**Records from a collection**
%%
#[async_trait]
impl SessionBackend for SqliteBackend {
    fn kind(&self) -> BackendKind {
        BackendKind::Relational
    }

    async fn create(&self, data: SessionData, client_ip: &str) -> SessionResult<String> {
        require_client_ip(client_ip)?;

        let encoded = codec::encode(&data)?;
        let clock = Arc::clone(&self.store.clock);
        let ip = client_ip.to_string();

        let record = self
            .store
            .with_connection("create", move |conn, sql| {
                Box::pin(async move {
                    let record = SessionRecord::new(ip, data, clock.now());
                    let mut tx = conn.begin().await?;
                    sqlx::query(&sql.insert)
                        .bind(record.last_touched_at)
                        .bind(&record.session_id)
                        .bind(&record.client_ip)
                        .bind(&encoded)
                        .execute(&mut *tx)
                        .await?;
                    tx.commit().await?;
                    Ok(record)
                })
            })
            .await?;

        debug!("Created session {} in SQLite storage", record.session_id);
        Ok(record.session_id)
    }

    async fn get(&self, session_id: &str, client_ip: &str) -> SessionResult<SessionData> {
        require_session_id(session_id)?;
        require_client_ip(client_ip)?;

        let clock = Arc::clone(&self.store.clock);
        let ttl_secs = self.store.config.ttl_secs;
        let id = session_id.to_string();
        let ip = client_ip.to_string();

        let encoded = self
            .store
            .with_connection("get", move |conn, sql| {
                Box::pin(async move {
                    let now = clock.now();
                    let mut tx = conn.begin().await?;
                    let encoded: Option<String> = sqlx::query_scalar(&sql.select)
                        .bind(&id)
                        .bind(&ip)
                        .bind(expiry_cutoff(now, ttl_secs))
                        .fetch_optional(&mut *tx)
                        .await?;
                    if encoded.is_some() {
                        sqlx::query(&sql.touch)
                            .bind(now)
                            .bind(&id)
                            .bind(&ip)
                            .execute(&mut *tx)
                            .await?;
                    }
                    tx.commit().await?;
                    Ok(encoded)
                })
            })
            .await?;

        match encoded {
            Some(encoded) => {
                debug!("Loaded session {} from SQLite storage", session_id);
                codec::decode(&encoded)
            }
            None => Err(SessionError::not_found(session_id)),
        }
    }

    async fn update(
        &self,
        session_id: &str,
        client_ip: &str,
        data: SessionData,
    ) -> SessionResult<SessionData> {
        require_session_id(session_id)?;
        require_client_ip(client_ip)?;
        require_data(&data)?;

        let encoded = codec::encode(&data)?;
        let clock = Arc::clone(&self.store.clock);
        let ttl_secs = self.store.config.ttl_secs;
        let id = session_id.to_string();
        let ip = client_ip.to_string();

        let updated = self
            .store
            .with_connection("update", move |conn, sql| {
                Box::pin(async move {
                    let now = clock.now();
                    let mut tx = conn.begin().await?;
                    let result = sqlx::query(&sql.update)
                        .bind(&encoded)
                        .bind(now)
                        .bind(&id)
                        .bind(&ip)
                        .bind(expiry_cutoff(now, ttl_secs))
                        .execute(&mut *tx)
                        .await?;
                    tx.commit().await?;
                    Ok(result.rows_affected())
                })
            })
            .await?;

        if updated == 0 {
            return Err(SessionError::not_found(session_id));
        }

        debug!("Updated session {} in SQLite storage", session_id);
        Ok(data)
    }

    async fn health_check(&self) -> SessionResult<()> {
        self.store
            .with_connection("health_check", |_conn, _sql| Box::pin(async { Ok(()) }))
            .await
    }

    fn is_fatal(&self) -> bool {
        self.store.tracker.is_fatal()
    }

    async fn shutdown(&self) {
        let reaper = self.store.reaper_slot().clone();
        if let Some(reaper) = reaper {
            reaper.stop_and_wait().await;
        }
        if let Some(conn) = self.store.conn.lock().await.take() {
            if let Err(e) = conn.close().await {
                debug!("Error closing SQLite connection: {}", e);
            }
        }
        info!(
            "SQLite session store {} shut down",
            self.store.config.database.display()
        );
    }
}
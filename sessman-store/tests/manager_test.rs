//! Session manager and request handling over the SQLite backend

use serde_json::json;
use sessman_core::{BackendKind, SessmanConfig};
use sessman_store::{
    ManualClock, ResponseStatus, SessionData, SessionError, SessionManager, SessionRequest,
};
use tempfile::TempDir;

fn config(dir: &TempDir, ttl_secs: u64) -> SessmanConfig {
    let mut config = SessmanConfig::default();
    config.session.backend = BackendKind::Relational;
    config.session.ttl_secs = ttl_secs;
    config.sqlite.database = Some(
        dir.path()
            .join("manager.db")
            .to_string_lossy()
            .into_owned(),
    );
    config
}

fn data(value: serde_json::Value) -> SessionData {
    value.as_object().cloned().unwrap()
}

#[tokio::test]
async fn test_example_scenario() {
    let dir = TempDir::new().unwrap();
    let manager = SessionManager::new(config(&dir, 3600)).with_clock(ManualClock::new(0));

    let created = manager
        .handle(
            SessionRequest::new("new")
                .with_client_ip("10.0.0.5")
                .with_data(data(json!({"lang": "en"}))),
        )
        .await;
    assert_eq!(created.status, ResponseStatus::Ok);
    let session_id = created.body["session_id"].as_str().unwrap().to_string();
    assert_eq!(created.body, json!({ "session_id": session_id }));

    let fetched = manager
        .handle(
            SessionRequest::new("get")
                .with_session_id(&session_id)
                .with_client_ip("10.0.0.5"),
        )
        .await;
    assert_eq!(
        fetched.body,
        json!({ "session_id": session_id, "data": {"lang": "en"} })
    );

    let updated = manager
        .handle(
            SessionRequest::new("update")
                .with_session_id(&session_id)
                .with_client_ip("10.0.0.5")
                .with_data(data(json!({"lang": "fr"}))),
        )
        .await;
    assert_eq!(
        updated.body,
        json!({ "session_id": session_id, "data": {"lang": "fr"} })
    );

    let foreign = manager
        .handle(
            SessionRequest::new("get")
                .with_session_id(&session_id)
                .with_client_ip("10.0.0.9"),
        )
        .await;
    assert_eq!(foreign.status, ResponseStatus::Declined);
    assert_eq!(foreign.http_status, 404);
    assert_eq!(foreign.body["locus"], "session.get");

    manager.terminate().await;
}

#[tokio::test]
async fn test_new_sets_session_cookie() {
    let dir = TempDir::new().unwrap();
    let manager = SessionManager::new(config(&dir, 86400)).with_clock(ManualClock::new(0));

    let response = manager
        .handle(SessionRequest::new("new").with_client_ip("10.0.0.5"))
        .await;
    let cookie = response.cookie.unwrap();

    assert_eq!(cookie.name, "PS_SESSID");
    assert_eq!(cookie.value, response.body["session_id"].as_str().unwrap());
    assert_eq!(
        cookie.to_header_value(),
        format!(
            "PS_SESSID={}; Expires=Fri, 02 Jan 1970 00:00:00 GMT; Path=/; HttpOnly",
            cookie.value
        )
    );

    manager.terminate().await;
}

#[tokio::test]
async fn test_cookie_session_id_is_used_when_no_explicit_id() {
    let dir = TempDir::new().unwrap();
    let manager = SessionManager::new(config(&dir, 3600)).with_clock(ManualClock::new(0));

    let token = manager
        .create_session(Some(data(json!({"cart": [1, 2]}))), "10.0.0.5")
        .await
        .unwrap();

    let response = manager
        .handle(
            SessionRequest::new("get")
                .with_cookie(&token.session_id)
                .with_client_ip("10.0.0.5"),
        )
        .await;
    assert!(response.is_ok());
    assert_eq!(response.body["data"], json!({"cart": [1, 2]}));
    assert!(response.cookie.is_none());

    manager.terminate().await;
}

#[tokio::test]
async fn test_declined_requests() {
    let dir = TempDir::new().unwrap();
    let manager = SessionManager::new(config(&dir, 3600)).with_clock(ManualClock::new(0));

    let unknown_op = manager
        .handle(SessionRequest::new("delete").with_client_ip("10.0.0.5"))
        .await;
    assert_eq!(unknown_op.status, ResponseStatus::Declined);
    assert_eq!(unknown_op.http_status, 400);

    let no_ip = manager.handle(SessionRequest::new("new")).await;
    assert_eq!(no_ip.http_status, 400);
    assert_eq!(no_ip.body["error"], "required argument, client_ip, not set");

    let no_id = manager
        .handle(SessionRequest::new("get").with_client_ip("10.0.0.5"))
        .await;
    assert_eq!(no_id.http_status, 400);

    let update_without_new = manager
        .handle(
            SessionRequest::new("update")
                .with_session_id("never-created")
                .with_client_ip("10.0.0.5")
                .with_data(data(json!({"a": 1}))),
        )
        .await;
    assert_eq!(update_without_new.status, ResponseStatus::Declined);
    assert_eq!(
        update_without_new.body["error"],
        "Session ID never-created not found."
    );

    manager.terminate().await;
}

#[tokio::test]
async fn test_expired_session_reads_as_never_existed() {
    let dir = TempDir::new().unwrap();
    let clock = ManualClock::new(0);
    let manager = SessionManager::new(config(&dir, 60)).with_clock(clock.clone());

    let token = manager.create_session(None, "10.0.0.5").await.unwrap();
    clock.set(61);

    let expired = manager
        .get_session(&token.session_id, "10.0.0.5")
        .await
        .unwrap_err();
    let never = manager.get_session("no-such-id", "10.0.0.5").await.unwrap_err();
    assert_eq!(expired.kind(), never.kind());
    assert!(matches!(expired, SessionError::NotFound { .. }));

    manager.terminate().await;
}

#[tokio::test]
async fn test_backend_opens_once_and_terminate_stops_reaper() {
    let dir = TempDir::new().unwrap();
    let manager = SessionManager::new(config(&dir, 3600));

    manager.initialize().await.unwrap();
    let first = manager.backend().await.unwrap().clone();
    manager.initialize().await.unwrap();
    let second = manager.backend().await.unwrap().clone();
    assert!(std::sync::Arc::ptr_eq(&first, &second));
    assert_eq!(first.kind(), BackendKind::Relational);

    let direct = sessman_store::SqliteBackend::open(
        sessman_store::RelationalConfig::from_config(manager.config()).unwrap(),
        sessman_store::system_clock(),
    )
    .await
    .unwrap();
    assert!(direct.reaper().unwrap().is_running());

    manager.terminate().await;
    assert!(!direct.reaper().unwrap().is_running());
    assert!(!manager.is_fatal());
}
%%
**PROBLEM TO SOLVE**
Exactly one number is the expected answer: the count of lines in the entries where the word "lang" is found.

**EXERCISE RESPONSE**
4